(3) Mouhammad Ibnou Idriss Ach-Châfi’î : Les particularités de son école

École Chafi'ite

ee5

   L’illustre docte s’installe à la Mecque, entre ses 36 et 45 ans, son cercle est le plus fréquenté ; son chemin croise celui d’Ahmad Ibnou Hanbal . C’est à la Mecque qu’il rédige son monumental ouvrage « Ar-Rissâla » (« Le Message ») :

imposant par son contenu et son autorité, car il traite des fondements de la jurisprudence et la méthode de l’extraction des lois à partir du Coran et de la tradition prophétique. L’originalité du livre repose sur l’approche d’une discipline toute nouvelle, qui est avant tout une méthode de réflexion.
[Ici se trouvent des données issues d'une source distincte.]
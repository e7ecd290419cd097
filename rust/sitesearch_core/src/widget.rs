//! The search box: event handlers tying the live snapshot, the suggestion
//! session and the presentation/navigation collaborators together.

use std::sync::Arc;
use std::time::Instant;

use log::debug;

use crate::config::WidgetConfig;
use crate::record::Record;
use crate::resolve::{domain_url, resolve_url};
use crate::session::{Phase, QuerySession};
use crate::snapshot::SharedSnapshot;

/// Renders suggestions.
pub trait Presenter {
    /// Show these matches, replacing whatever was shown.
    fn show(&mut self, matches: &[Record]);
    /// Highlight row `active`, or none.
    fn select(&mut self, active: Option<usize>);
    /// Hide the suggestion surface.
    fn hide(&mut self);
}

/// Opens a resolved URL in a new, non-opener-linked browsing context.
pub trait Navigator {
    fn navigate(&mut self, url: &str);
}

/// One search box bound to a shared snapshot.
pub struct SearchBox<P, N> {
    snapshot: Arc<SharedSnapshot>,
    config: WidgetConfig,
    session: QuerySession,
    text: String,
    presenter: P,
    navigator: N,
}

impl<P: Presenter, N: Navigator> SearchBox<P, N> {
    pub fn new(snapshot: Arc<SharedSnapshot>, config: WidgetConfig, presenter: P, navigator: N) -> Self {
        SearchBox {
            snapshot,
            config,
            session: QuerySession::new(),
            text: String::new(),
            presenter,
            navigator,
        }
    }

    /// The input text changed.
    pub fn input(&mut self, text: &str) {
        self.text = text.to_string();
        let prefix = text.trim();
        if prefix.is_empty() {
            self.close();
            return;
        }

        let snapshot = self.snapshot.current();
        let matches: Vec<Record> = snapshot
            .query(prefix, self.config.max_suggestions)
            .into_iter()
            .cloned()
            .collect();
        debug!("query {:?}: {} matches", prefix, matches.len());

        if matches.is_empty() {
            self.close();
            return;
        }
        self.presenter.show(&matches);
        self.session.set_matches(matches);
    }

    /// Arrow-key style selection move. Wraps at both ends.
    pub fn move_selection(&mut self, delta: isize) {
        if self.session.phase() == Phase::Idle {
            return;
        }
        let active = self.session.move_selection(delta);
        self.presenter.select(active);
    }

    /// Explicit dismissal (Escape).
    pub fn dismiss(&mut self) {
        self.close();
    }

    /// Input lost focus at `now`. Suggestions stay up for the grace window.
    pub fn blur(&mut self, now: Instant) {
        self.session.begin_blur(now + self.config.blur_grace());
    }

    /// Input regained focus.
    pub fn focus(&mut self) {
        self.session.cancel_blur();
    }

    /// Timer tick: closes the suggestions once a blur's grace window is over.
    pub fn tick(&mut self, now: Instant) {
        if self.session.blur_expired(now) {
            self.close();
        }
    }

    /// Pointer pick of row `index`. Commits that match.
    pub fn pick(&mut self, index: usize) -> Option<String> {
        let record = self.session.matches().get(index)?;
        let url = domain_url(&record.domain);
        self.commit(url)
    }

    /// Submit: the active match if any, else the typed text.
    pub fn submit(&mut self) -> Option<String> {
        let url = match self.session.active_record() {
            Some(record) => Some(domain_url(&record.domain)),
            None => resolve_url(&self.text, self.snapshot.current().store()),
        };
        match url {
            Some(url) => self.commit(url),
            None => {
                self.close();
                None
            }
        }
    }

    fn commit(&mut self, url: String) -> Option<String> {
        debug!("navigating to {}", url);
        self.navigator.navigate(&url);
        self.close();
        Some(url)
    }

    fn close(&mut self) {
        if self.session.phase() != Phase::Idle {
            self.presenter.hide();
        }
        self.session.reset();
    }

    pub fn phase(&self) -> Phase {
        self.session.phase()
    }

    pub fn session(&self) -> &QuerySession {
        &self.session
    }

    pub fn text(&self) -> &str {
        &self.text
    }

    pub fn config(&self) -> &WidgetConfig {
        &self.config
    }

    pub fn presenter(&self) -> &P {
        &self.presenter
    }

    pub fn navigator(&self) -> &N {
        &self.navigator
    }
}

#[cfg(test)]
mod tests {
    use super::*;
    use crate::store::RecordStore;
    use serde_json::json;
    use std::time::Duration;

    #[derive(Debug, Default)]
    struct Recorder {
        shown: Vec<Vec<String>>,
        selected: Vec<Option<usize>>,
        hides: usize,
    }

    impl Presenter for Recorder {
        fn show(&mut self, matches: &[Record]) {
            self.shown.push(matches.iter().map(|r| r.name.clone()).collect());
        }
        fn select(&mut self, active: Option<usize>) {
            self.selected.push(active);
        }
        fn hide(&mut self) {
            self.hides += 1;
        }
    }

    #[derive(Debug, Default)]
    struct Visits(Vec<String>);

    impl Navigator for Visits {
        fn navigate(&mut self, url: &str) {
            self.0.push(url.to_string());
        }
    }

    fn search_box() -> SearchBox<Recorder, Visits> {
        SearchBox::new(
            Arc::new(SharedSnapshot::default()),
            WidgetConfig::default(),
            Recorder::default(),
            Visits::default(),
        )
    }

    #[test]
    fn typing_shows_matches() {
        let mut sb = search_box();
        sb.input("g");
        assert_eq!(sb.phase(), Phase::MatchesShown);
        assert_eq!(sb.presenter().shown, vec![vec!["github", "google"]]);
    }

    #[test]
    fn no_matches_hides() {
        let mut sb = search_box();
        sb.input("g");
        sb.input("gz");
        assert_eq!(sb.phase(), Phase::Idle);
        assert_eq!(sb.presenter().hides, 1);
    }

    #[test]
    fn clearing_text_goes_idle() {
        let mut sb = search_box();
        sb.input("a");
        sb.input("   ");
        assert_eq!(sb.phase(), Phase::Idle);
    }

    #[test]
    fn arrow_then_submit_uses_selection() {
        let mut sb = search_box();
        sb.input("g");
        sb.move_selection(1);
        sb.move_selection(1);
        assert_eq!(sb.presenter().selected, vec![Some(0), Some(1)]);
        assert_eq!(sb.submit().as_deref(), Some("https://google.com"));
        assert_eq!(sb.navigator().0, vec!["https://google.com"]);
        assert_eq!(sb.phase(), Phase::Idle);
    }

    #[test]
    fn move_selection_when_idle_is_ignored() {
        let mut sb = search_box();
        sb.move_selection(1);
        assert!(sb.presenter().selected.is_empty());
    }

    #[test]
    fn submit_typed_name() {
        let mut sb = search_box();
        sb.input("GitHub");
        assert_eq!(sb.submit().as_deref(), Some("https://github.com"));
    }

    #[test]
    fn submit_blank_does_not_navigate() {
        let mut sb = search_box();
        sb.input("  ");
        assert_eq!(sb.submit(), None);
        assert!(sb.navigator().0.is_empty());
    }

    #[test]
    fn submit_free_text() {
        let mut sb = search_box();
        sb.input("example.org");
        assert_eq!(sb.submit().as_deref(), Some("https://example.org"));
        sb.input("http://example.org");
        assert_eq!(sb.submit().as_deref(), Some("http://example.org"));
    }

    #[test]
    fn escape_dismisses() {
        let mut sb = search_box();
        sb.input("a");
        sb.move_selection(-1);
        sb.dismiss();
        assert_eq!(sb.phase(), Phase::Idle);
        assert_eq!(sb.session().active(), None);
    }

    #[test]
    fn pick_inside_blur_grace_commits() {
        let mut sb = search_box();
        let now = Instant::now();
        sb.input("y");
        sb.blur(now);
        sb.tick(now + Duration::from_millis(10));
        assert_eq!(sb.phase(), Phase::MatchesShown);
        assert_eq!(sb.pick(0).as_deref(), Some("https://youtube.com"));
        assert_eq!(sb.phase(), Phase::Idle);
    }

    #[test]
    fn blur_closes_after_grace() {
        let mut sb = search_box();
        let now = Instant::now();
        sb.input("y");
        sb.blur(now);
        sb.tick(now + Duration::from_millis(150));
        assert_eq!(sb.phase(), Phase::Idle);
        assert_eq!(sb.pick(0), None);
    }

    #[test]
    fn refocus_cancels_blur() {
        let mut sb = search_box();
        let now = Instant::now();
        sb.input("y");
        sb.blur(now);
        sb.focus();
        sb.tick(now + Duration::from_secs(1));
        assert_eq!(sb.phase(), Phase::MatchesShown);
    }

    #[test]
    fn respects_max_suggestions() {
        let shared = Arc::new(SharedSnapshot::default());
        let config = WidgetConfig {
            max_suggestions: 2,
            ..WidgetConfig::default()
        };
        let mut sb = SearchBox::new(shared, config, Recorder::default(), Visits::default());
        sb.input("a");
        assert_eq!(sb.presenter().shown, vec![vec!["airbnb", "amazon"]]);
    }

    #[test]
    fn installed_snapshot_is_used_for_next_query() {
        let shared = Arc::new(SharedSnapshot::default());
        let mut sb = SearchBox::new(
            Arc::clone(&shared),
            WidgetConfig::default(),
            Recorder::default(),
            Visits::default(),
        );
        sb.input("git");
        shared.install(RecordStore::from_json(&json!([
            {"name": "gitea", "domain": "gitea.io"}
        ])));
        // Shown matches survive the swap until the next keystroke.
        assert_eq!(sb.session().matches()[0].name, "github");
        sb.input("gite");
        assert_eq!(sb.session().matches()[0].domain, "gitea.io");
    }
}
La richesse et la puissance de la pensée d’Ach-Châfi‘î tient à sa maîtrise des jurisprudences du Hidjâz et de l’Iraq : même ses contradicteurs lui reconnaissent son éminence en la matière.

   Quelles sont les caractéristiques respectives de ces deux écoles ?La jurisprudence du Hidjâz (Ecole de Médine) prône le respect scrupuleux du sens littéral des ahâdîth, tandis que celle de l’Iraq est marquée par l’emploi du raisonnement personnel (Ar-ra’y) et du raisonnement par analogie (al-qiyâs). La première posture intellectuelle s’explique par la situation stagnante de Médine dans tous ses aspects socio-économiques et culturels : la région du Hidjâz peut se satisfaire des acquis et des lois existantes. La mort de Mâlik Ibnou Anas a renforcé la position de Bagdad en tant que nouveau centre du savoir religieux et capitale du monde musulman. Le pays est marqué par des métamorphoses socio-économiques et culturelles rapides dans toutes les strates de sa société, influencées en cela par une émigration importante.  Ach-Châfi‘î attache un grand respect aux deux écoles, mais en ce qui concerne le raisonnement par analogie, il déclare : « Je ne l’utilise qu’en cas de nécessité. »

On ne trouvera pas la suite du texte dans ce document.